Splitting sub-folder(s) out into a new Git repository
TL;DR This article explains various ways of splitting a sub-folder out to a new Git repository and preserving all its historical changes even if moved around.
If you're interested only in the final working solution that fits our use case, go to the Third Approach (final).
At Close, our web application's code lived in a monorepo. It was home both to the UI and the API code. Initially, we kept all of the frontend code in a
/static, then in a
/close/static/ (Close was started around 2012 and has been developed and maintained without major rewrites).
At a certain point, we realized that having both UI and backend in a single repo no longer suits our needs. We decided to split the UI folder out of the main repository.
- We wanted the Frontend team to fully own the UI part of the app, including CI/CD.
- We wanted to have a faster CI/CD process. This could be solved in multiple ways, but having the UI code in a separate repository allows us to give ownership of the UI-specific CI/CD processes to the frontend team.
- There were also multiple other reasons specific to our stack and processes (like simplifying the dev environment or serving our UI faster to customers).
Our current repository has the following structure:
close/ ├── close/ # backend code ├── ... ├── tests/ # backend tests ├── ui/ # frontend code │ ├── js/ │ ├── ... │ ├── package.json │ ├── ... └── ...
The following commands all rely on this directory structure.
git subtree split
In order to create a new
close-ui repo (child repo) from the
ui/ folder in the
close repo (parent repo), we could use the following commands:
# split out the ui/ folder onto the ui-split branch git subtree split --prefix ui --branch ui-split # get to the top folder and create the close-ui repo cd .. && mkdir close-ui && cd close-ui && git init . # pull the ui-split branch from close repo to the newly # created close-ui repo git pull ../close ui-split
If you want to split out a folder that wasn't previously moved around (or you don't care about its earlier history), then this looks like the easiest option.
In our case it was easy to check that we were missing historical commits:
git log --reverse
It should reach back to 2012, though the latest commit was from 2017 (the time when
/ui was moved to its current place in the folders structure).
git subtree split is easy to use, but it has a few downsides:
- It's slow. With more than 34 000 commits in our master branch, the command took over 12 minutes on my 2.9GHz quad core i7, 8GB, MacBook Pro.
- It handles only a single branch at a time. Since we are actively working on multiple branches that would need to be moved, it's not obvious how we could apply the command to all of them.
- In our case, the
ui/folder and its content lived in multiple places. By using this technique, we wouldn't be able to track these changes in the git history.
GitHub has a small article about a similar topic.
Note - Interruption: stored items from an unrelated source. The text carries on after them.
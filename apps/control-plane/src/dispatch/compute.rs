use std::collections::HashMap;
use std::sync::Arc;
use std::time::Duration;

use async_trait::async_trait;
use reqwest::header::HeaderMap;
use serde_json::Value;
use tokio::sync::Mutex;

pub const FUNCTION_ERROR_HEADER: &str = "x-amz-function-error";
pub const LOG_RESULT_HEADER: &str = "x-amz-log-result";
pub const ERROR_TYPE_HEADER: &str = "x-amzn-errortype";
const DEFAULT_ERROR_CODE: &str = "ServiceException";

/// Raw result of a synchronous invocation, before any classification.
#[derive(Debug, Clone, PartialEq)]
pub struct ComputeInvocation {
    pub status_code: u16,
    pub payload: Vec<u8>,
    pub log_result: Option<String>,
    pub function_error: Option<String>,
}

#[derive(Debug, thiserror::Error, Clone, PartialEq, Eq)]
pub enum ComputeError {
    /// The backend refused the call; `code` keeps the provider's spelling.
    #[error("{code}: {message}")]
    Service { code: String, message: String },
    #[error("compute backend unreachable: {0}")]
    Transport(String),
}

impl ComputeError {
    #[must_use]
    pub fn code(&self) -> &str {
        match self {
            Self::Service { code, .. } => code,
            Self::Transport(_) => "compute_unreachable",
        }
    }
}

#[async_trait]
pub trait ComputeBackend: Send + Sync {
    async fn invoke(&self, name: &str, payload: &Value) -> Result<ComputeInvocation, ComputeError>;
}

/// Speaks the Lambda Invoke HTTP API against a configurable base URL.
///
/// Only connection setup is bounded. A running invocation ends when the
/// backend enforces the function's own timeout and reports it.
pub struct HttpComputeBackend {
    http: reqwest::Client,
    base_url: String,
}

impl HttpComputeBackend {
    pub fn new(
        base_url: impl Into<String>,
        connect_timeout: Duration,
    ) -> Result<Self, reqwest::Error> {
        let http = reqwest::Client::builder()
            .connect_timeout(connect_timeout)
            .build()?;
        Ok(Self {
            http,
            base_url: base_url.into().trim_end_matches('/').to_string(),
        })
    }
}

fn header_value(headers: &HeaderMap, name: &str) -> Option<String> {
    headers
        .get(name)
        .and_then(|value| value.to_str().ok())
        .map(ToString::to_string)
}

fn service_error(headers: &HeaderMap, body: &[u8]) -> ComputeError {
    let parsed: Option<Value> = serde_json::from_slice(body).ok();
    let field = |names: &[&str]| {
        parsed.as_ref().and_then(|value| {
            names
                .iter()
                .find_map(|name| value.get(*name).and_then(Value::as_str))
                .map(ToString::to_string)
        })
    };
    let code = header_value(headers, ERROR_TYPE_HEADER)
        .map(|value| value.split(':').next().unwrap_or_default().to_string())
        .filter(|value| !value.is_empty())
        .or_else(|| field(&["__type", "Type", "code"]))
        .unwrap_or_else(|| DEFAULT_ERROR_CODE.to_string());
    let message = field(&["message", "Message"])
        .unwrap_or_else(|| String::from_utf8_lossy(body).into_owned());
    ComputeError::Service { code, message }
}

#[async_trait]
impl ComputeBackend for HttpComputeBackend {
    async fn invoke(&self, name: &str, payload: &Value) -> Result<ComputeInvocation, ComputeError> {
        let url = format!("{}/2015-03-31/functions/{name}/invocations", self.base_url);
        let response = self
            .http
            .post(url)
            .header("X-Amz-Invocation-Type", "RequestResponse")
            .header("X-Amz-Log-Type", "Tail")
            .json(payload)
            .send()
            .await
            .map_err(|error| ComputeError::Transport(error.to_string()))?;

        let status_code = response.status().as_u16();
        let headers = response.headers().clone();
        let body = response
            .bytes()
            .await
            .map_err(|error| ComputeError::Transport(error.to_string()))?;

        if !(200..300).contains(&status_code) {
            return Err(service_error(&headers, &body));
        }
        Ok(ComputeInvocation {
            status_code,
            payload: body.to_vec(),
            log_result: header_value(&headers, LOG_RESULT_HEADER),
            function_error: header_value(&headers, FUNCTION_ERROR_HEADER),
        })
    }
}

type Handler =
    Arc<dyn Fn(&Value) -> Result<ComputeInvocation, ComputeError> + Send + Sync + 'static>;

pub fn memory() -> Arc<MemoryComputeBackend> {
    Arc::new(MemoryComputeBackend::default())
}

/// Functions registered as closures; unknown names fail like a missing deployment.
#[derive(Default)]
pub struct MemoryComputeBackend {
    handlers: Mutex<HashMap<String, Handler>>,
    invocations: Mutex<Vec<(String, Value)>>,
}

impl MemoryComputeBackend {
    pub async fn register(
        &self,
        name: impl Into<String>,
        handler: impl Fn(&Value) -> Result<ComputeInvocation, ComputeError> + Send + Sync + 'static,
    ) {
        self.handlers
            .lock()
            .await
            .insert(name.into(), Arc::new(handler));
    }

    pub async fn invocations(&self) -> Vec<(String, Value)> {
        self.invocations.lock().await.clone()
    }
}

#[async_trait]
impl ComputeBackend for MemoryComputeBackend {
    async fn invoke(&self, name: &str, payload: &Value) -> Result<ComputeInvocation, ComputeError> {
        self.invocations
            .lock()
            .await
            .push((name.to_string(), payload.clone()));
        let handler = self.handlers.lock().await.get(name).cloned();
        match handler {
            Some(handler) => handler(payload),
            None => Err(ComputeError::Service {
                code: super::types::RESOURCE_NOT_FOUND.to_string(),
                message: format!("function not found: {name}"),
            }),
        }
    }
}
In fact, the title of this article was inspired by it.
The example you can find relates to a very simple case too:
# clone parent repo and create a new close-ui repo from it git clone https://github.com/closeio/close.git . close-ui && cd close-ui # split out the ui/ folder git filter-branch --prune-empty --subdirectory-filter ui
It's a powerful tool and it could potentially solve our problem, but when reading
git filter-branch docs, you can find the following comment:
git filter-branch has a plethora of pitfalls that can produce non-obvious manglings of the intended history rewrite (and can leave you with little time to investigate such problems since it has such abysmal performance)
Since this approach produced similar results to the first one (and had similar downsides), I moved on to the third approach — Git's recommended way to handle history rewrites. In the
git filter-branch docs you can later read:
Please use an alternative history filtering tool such as git filter-repo.
Third Approach (final):
Similar to the
git filter-branch command,
git filter-repo is a powerful git history rewriting tool but with a relatively simple API. Just keep in mind that it's not in git's core, and you have to install it manually.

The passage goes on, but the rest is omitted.